ACTIVITY —
Read the records below. Copy each line where the string "Some" occurs.

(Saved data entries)

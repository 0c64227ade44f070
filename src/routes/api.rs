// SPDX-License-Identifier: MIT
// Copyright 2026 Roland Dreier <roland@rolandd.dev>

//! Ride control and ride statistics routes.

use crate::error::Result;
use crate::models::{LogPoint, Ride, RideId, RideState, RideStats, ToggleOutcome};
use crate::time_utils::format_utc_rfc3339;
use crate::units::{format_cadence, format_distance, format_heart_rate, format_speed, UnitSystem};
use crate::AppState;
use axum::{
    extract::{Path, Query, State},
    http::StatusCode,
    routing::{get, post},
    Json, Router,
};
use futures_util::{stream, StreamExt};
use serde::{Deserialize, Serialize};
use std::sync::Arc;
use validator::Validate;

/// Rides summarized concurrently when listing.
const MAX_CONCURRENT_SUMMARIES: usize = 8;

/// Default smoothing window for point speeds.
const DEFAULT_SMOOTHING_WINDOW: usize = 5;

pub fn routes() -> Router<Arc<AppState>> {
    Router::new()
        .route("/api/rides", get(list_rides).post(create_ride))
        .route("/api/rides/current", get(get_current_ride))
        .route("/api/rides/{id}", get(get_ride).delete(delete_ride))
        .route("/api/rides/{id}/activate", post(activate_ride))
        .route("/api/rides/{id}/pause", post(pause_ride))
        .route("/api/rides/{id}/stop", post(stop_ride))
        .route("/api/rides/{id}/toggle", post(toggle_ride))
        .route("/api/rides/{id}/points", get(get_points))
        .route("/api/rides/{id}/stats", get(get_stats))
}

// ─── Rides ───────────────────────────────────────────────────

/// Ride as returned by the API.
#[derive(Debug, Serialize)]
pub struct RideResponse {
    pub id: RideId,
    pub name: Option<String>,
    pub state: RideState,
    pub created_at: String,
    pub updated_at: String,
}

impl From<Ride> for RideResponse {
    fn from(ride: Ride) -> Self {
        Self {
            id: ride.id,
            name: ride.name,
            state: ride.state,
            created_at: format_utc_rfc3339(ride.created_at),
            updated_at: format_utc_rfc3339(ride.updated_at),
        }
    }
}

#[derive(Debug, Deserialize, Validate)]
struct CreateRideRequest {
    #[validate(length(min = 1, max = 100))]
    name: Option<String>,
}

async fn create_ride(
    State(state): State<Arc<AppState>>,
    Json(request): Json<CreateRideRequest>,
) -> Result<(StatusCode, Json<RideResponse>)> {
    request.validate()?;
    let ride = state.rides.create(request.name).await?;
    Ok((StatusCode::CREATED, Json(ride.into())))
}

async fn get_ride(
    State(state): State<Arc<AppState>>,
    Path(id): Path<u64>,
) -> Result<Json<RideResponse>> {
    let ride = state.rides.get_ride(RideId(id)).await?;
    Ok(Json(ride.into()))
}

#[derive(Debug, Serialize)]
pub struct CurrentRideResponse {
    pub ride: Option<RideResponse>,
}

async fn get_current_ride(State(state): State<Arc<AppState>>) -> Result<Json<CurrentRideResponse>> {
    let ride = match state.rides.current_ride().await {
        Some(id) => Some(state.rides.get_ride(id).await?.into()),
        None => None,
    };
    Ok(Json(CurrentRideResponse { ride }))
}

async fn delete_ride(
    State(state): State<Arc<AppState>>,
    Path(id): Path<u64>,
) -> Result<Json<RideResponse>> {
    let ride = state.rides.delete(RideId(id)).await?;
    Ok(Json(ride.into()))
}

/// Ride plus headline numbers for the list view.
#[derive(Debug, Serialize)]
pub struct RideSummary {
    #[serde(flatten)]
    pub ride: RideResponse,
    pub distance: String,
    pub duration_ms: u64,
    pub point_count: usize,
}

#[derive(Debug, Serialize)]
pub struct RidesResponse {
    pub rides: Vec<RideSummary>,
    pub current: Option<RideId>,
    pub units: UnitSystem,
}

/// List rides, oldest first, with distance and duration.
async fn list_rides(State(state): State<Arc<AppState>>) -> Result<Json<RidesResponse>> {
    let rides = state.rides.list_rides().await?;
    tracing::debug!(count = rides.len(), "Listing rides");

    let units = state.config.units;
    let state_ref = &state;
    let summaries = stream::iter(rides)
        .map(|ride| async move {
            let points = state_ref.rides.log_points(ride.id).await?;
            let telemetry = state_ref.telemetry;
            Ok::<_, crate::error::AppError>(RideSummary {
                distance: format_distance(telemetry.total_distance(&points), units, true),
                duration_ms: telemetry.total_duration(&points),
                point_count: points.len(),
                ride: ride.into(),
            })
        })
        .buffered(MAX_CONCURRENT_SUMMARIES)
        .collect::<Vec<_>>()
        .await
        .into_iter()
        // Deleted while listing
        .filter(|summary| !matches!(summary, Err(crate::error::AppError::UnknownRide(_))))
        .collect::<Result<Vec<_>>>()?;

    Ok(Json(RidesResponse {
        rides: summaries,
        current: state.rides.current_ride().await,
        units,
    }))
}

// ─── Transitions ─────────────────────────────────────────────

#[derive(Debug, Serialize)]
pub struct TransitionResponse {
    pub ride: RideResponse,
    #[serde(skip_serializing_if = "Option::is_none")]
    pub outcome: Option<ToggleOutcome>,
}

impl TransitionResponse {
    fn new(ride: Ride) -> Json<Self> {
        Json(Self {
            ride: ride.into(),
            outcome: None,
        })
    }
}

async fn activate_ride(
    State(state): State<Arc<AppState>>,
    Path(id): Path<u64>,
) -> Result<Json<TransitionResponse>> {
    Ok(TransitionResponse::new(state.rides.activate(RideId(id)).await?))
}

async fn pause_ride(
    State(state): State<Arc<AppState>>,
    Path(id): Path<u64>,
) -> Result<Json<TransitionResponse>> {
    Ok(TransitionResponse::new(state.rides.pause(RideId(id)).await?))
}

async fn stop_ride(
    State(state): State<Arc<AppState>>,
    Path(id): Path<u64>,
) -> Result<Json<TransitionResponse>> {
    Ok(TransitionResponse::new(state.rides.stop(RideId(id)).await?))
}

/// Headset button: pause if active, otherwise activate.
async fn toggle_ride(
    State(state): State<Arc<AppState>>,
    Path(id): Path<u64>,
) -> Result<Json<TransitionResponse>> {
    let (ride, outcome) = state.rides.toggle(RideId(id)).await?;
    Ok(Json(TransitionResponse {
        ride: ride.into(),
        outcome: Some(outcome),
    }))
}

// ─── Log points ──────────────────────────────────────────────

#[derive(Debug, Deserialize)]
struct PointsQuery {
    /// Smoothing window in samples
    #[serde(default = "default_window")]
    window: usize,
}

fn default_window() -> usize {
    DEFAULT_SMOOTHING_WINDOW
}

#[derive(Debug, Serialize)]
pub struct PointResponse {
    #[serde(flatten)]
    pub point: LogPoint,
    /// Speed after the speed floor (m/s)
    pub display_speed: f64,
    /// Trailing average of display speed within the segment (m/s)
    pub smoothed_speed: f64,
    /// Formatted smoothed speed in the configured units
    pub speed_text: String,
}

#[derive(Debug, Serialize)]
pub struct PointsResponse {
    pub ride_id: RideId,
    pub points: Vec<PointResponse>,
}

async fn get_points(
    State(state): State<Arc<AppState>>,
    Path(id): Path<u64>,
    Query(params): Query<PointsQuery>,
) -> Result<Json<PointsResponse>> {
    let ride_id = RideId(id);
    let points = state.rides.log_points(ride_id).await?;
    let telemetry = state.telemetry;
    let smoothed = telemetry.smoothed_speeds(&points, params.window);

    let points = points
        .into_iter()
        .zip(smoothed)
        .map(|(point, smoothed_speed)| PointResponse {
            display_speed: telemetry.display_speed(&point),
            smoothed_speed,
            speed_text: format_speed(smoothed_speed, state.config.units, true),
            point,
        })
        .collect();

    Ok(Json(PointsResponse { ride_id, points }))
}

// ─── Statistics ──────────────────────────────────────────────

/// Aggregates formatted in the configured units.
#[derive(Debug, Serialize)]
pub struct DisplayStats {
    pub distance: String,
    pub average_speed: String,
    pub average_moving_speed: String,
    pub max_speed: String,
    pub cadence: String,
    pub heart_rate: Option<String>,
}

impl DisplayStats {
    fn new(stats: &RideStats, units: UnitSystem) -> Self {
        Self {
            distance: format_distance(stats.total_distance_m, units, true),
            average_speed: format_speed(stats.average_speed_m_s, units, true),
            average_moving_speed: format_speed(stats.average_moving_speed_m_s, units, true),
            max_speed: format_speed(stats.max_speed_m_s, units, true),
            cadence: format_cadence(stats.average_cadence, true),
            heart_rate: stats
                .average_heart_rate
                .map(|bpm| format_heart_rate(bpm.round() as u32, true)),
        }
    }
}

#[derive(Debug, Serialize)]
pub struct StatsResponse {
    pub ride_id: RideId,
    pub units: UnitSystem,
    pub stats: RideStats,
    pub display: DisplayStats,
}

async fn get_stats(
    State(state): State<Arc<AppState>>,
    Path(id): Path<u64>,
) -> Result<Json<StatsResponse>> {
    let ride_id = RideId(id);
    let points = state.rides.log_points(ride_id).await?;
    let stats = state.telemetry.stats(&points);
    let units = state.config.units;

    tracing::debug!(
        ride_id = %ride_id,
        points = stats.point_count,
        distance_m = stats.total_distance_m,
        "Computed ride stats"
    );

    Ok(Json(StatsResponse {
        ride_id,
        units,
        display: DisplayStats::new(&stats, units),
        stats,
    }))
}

WRITTEN ANSWER —
        Some(id) => Some(state.rides.get_ride(id).await?.into()),
        outcome: Some(outcome),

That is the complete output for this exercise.